- **PROBLEM DESCRIPTION**
What are the lines from the one containing "pub fn with_json<B: Serialize" through the end of the listing below? Return them exactly, and only them.

*** MATERIAL PROVIDED Section Begins ***

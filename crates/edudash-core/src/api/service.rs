use std::time::Duration;

use serde::de::DeserializeOwned;
use tracing::debug;

use super::{ApiError, ApiRequest, Transport};
use crate::cache::{CacheDomain, QueryParams, TtlCache};

/// Reads and writes for one data domain, with reads memoized in the domain's cache.
pub struct DomainService<T> {
    domain: CacheDomain,
    transport: Transport,
    cache: TtlCache<T>,
}

impl<T> DomainService<T>
where
    T: DeserializeOwned + Clone + Send + Sync + 'static,
{
    pub fn new(domain: CacheDomain, transport: Transport, ttl: Duration) -> Self {
        Self {
            domain,
            transport,
            cache: TtlCache::for_domain(domain, ttl),
        }
    }

    pub fn domain(&self) -> CacheDomain {
        self.domain
    }

    pub fn cache(&self) -> &TtlCache<T> {
        &self.cache
    }

    /// Serve from cache if fresh, otherwise fetch `path` and populate.
    ///
    /// `operation` names the logical read; together with `params` it forms the key.
    pub async fn read(&self, operation: &str, path: &str, params: &QueryParams) -> Result<T, ApiError> {
        let key = params.cache_key(operation);
        if let Some(hit) = self.cache.get(&key) {
            return Ok(hit);
        }
        self.fetch_and_store(key, path, params).await
    }

    /// Bypass the cache for this read; the result still refreshes the entry.
    pub async fn read_fresh(
        &self,
        operation: &str,
        path: &str,
        params: &QueryParams,
    ) -> Result<T, ApiError> {
        self.fetch_and_store(params.cache_key(operation), path, params)
            .await
    }

    /// Perform a mutation, then invalidate the whole domain.
    ///
    /// Invalidation happens even when the write fails, since a failed write
    /// may still have been applied server-side.
    pub async fn write<R: DeserializeOwned>(&self, request: ApiRequest) -> Result<R, ApiError> {
        let result = self.transport.execute(request).await;
        self.cache.invalidate_all();
        result
    }

    /// Like `write` for endpoints that return no body
    pub async fn write_empty(&self, request: ApiRequest) -> Result<(), ApiError> {
        let result = self.transport.send(request).await.map(|_| ());
        self.cache.invalidate_all();
        result
    }

    pub fn invalidate_all(&self) {
        self.cache.invalidate_all();
    }

    async fn fetch_and_store(&self, key: String, path: &str, params: &QueryParams) -> Result<T, ApiError> {
        let generation = self.cache.generation();
        let value: T = self.transport.get_json(path, params).await?;
        if self.cache.put_if_current(generation, key.clone(), value.clone()) {
            debug!(domain = self.domain.name(), key = %key, "Cached fresh result");
        }
        Ok(value)
    }
}

#[cfg(test)]
mod tests {
    use std::sync::Arc;

    use super::*;
    use crate::auth::{CredentialStore, MemoryStorage, SessionManager};
    use reqwest::Client;
    use serde_json::{json, Value};
    use wiremock::matchers::{method, path, query_param};
    use wiremock::{Mock, MockServer, ResponseTemplate};

    fn service(server: &MockServer, ttl: Duration) -> DomainService<Value> {
        let store = CredentialStore::new(Arc::new(MemoryStorage::new()));
        let client = Client::new();
        let session = SessionManager::new(store, client.clone(), server.uri(), Duration::from_millis(10));
        let transport = Transport::new(client, server.uri(), session);
        DomainService::new(CacheDomain::Attendance, transport, ttl)
    }

    #[tokio::test]
    async fn test_read_hits_network_once_within_ttl() {
        let server = MockServer::start().await;
        Mock::given(method("GET"))
            .and(path("/attendance/summary/"))
            .and(query_param("class", "10A"))
            .respond_with(ResponseTemplate::new(200).set_body_json(json!({ "present": 27 })))
            .expect(1)
            .mount(&server)
            .await;

        let svc = service(&server, Duration::from_secs(120));
        let a = QueryParams::new().with("class", "10A").with("date", "");
        let b: QueryParams = [("date", ""), ("class", "10A")].into_iter().collect();

        let first = svc.read("summary", "/attendance/summary/", &a).await.unwrap();
        let second = svc.read("summary", "/attendance/summary/", &b).await.unwrap();
        assert_eq!(first, second);
        assert_eq!(svc.cache().len(), 1);
    }

    #[tokio::test]
    async fn test_read_refetches_after_ttl() {
        let server = MockServer::start().await;
        Mock::given(method("GET"))
            .and(path("/attendance/statistics/"))
            .respond_with(ResponseTemplate::new(200).set_body_json(json!({ "rate": 0.93 })))
            .expect(2)
            .mount(&server)
            .await;

        let svc = service(&server, Duration::from_millis(50));
        let params = QueryParams::new();
        svc.read("statistics", "/attendance/statistics/", &params).await.unwrap();
        tokio::time::sleep(Duration::from_millis(80)).await;
        svc.read("statistics", "/attendance/statistics/", &params).await.unwrap();
    }

    #[tokio::test]
    async fn test_write_invalidates_domain() {
        let server = MockServer::start().await;
        Mock::given(method("GET"))
            .and(path("/attendance/records/"))
            .respond_with(ResponseTemplate::new(200).set_body_json(json!([{ "id": 1 }])))
            .up_to_n_times(1)
            .mount(&server)
            .await;
        Mock::given(method("GET"))
            .and(path("/attendance/records/"))
            .respond_with(ResponseTemplate::new(200).set_body_json(json!([{ "id": 1 }, { "id": 2 }])))
            .mount(&server)
            .await;
        Mock::given(method("POST"))
            .and(path("/attendance/records/"))
            .respond_with(ResponseTemplate::new(201).set_body_json(json!({ "id": 2 })))
            .expect(1)
            .mount(&server)
            .await;

        let svc = service(&server, Duration::from_secs(120));
        let params = QueryParams::new();
        let before = svc.read("records", "/attendance/records/", &params).await.unwrap();
        assert_eq!(before.as_array().unwrap().len(), 1);

        let created: Value = svc
            .write(ApiRequest::post("/attendance/records/").with_json(&json!({ "student": 4 })).unwrap())
            .await
            .unwrap();
        assert_eq!(created["id"], 2);
        assert!(svc.cache().is_empty());

        let after = svc.read("records", "/attendance/records/", &params).await.unwrap();
        assert_eq!(after.as_array().unwrap().len(), 2);
    }

    #[tokio::test]
    async fn test_failed_write_still_invalidates() {
        let server = MockServer::start().await;
        Mock::given(method("DELETE"))
            .and(path("/attendance/records/9/"))
            .respond_with(ResponseTemplate::new(500))
            .mount(&server)
            .await;

        let svc = service(&server, Duration::from_secs(120));
        svc.cache().put("records", json!([]));

        let result = svc.write_empty(ApiRequest::delete("/attendance/records/9/")).await;
        assert!(matches!(result, Err(ApiError::ServerError(_))));
        assert!(svc.cache().is_empty());
    }

    #[tokio::test]
    async fn test_read_fresh_bypasses_cache() {
        let server = MockServer::start().await;
        Mock::given(method("GET"))
            .and(path("/attendance/rankings/"))
            .respond_with(ResponseTemplate::new(200).set_body_json(json!({ "top": "10A" })))
            .expect(1)
            .mount(&server)
            .await;

        let svc = service(&server, Duration::from_secs(120));
        let params = QueryParams::new();
        svc.cache().put(params.cache_key("rankings"), json!({ "top": "9B" }));

        let fresh = svc.read_fresh("rankings", "/attendance/rankings/", &params).await.unwrap();
        assert_eq!(fresh["top"], "10A");
        let cached = svc.read("rankings", "/attendance/rankings/", &params).await.unwrap();
        assert_eq!(cached["top"], "10A");
    }

    #[tokio::test]
    async fn test_failed_read_is_not_cached() {
        let server = MockServer::start().await;
        Mock::given(method("GET"))
            .and(path("/attendance/summary/"))
            .respond_with(ResponseTemplate::new(503))
            .expect(2)
            .mount(&server)
            .await;

        let svc = service(&server, Duration::from_secs(120));
        let params = QueryParams::new();
        assert!(svc.read("summary", "/attendance/summary/", &params).await.is_err());
        assert!(svc.read("summary", "/attendance/summary/", &params).await.is_err());
        assert!(svc.cache().is_empty());
    }
}
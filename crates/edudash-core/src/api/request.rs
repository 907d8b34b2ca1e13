use reqwest::Method;
use serde::Serialize;
use serde_json::Value;

use super::ApiError;
use crate::cache::QueryParams;

/// A replayable description of one API call.
///
/// Requests are built as data rather than as `reqwest::RequestBuilder`s so the
/// transport can send the same call again after a credential renewal.
#[derive(Debug, Clone, PartialEq)]
pub struct ApiRequest {
    pub method: Method,
    pub path: String,
    pub query: Vec<(String, String)>,
    pub body: Option<Value>,
    replayed: bool,
}

impl ApiRequest {
    pub fn new(method: Method, path: impl Into<String>) -> Self {
        Self {
            method,
            path: path.into(),
            query: Vec::new(),
            body: None,
            replayed: false,
        }
    }

    pub fn get(path: impl Into<String>) -> Self {
        Self::new(Method::GET, path)
    }

    pub fn post(path: impl Into<String>) -> Self {
        Self::new(Method::POST, path)
    }

    pub fn patch(path: impl Into<String>) -> Self {
        Self::new(Method::PATCH, path)
    }

    pub fn delete(path: impl Into<String>) -> Self {
        Self::new(Method::DELETE, path)
    }

    pub fn with_params(mut self, params: &QueryParams) -> Self {
        self.query = params.pairs();
        self
    }

    pub fn with_json<B: Serialize + ?Sized>(mut self, body: &B) -> Result<Self, ApiError> {
        let value = serde_json::to_value(body)
            .map_err(|e| ApiError::BadRequest(format!("request body is not serializable: {}", e)))?;
        self.body = Some(value);
        Ok(self)
    }

    /// Whether this request is already the one permitted replay.
    pub fn is_replay(&self) -> bool {
        self.replayed
    }

    pub(crate) fn into_replay(mut self) -> Self {
        self.replayed = true;
        self
    }
}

*** MATERIAL PROVIDED Section Ends ***

- **TASK RESPONSE**
    pub fn with_json<B: Serialize + ?Sized>(mut self, body: &B) -> Result<Self, ApiError> {
        let value = serde_json::to_value(body)
            .map_err(|e| ApiError::BadRequest(format!("request body is not serializable: {}", e)))?;
        self.body = Some(value);
        Ok(self)
    }

    /// Whether this request is already the one permitted replay.
    pub fn is_replay(&self) -> bool {
        self.replayed
    }

    pub(crate) fn into_replay(mut self) -> Self {
        self.replayed = true;
        self
    }
}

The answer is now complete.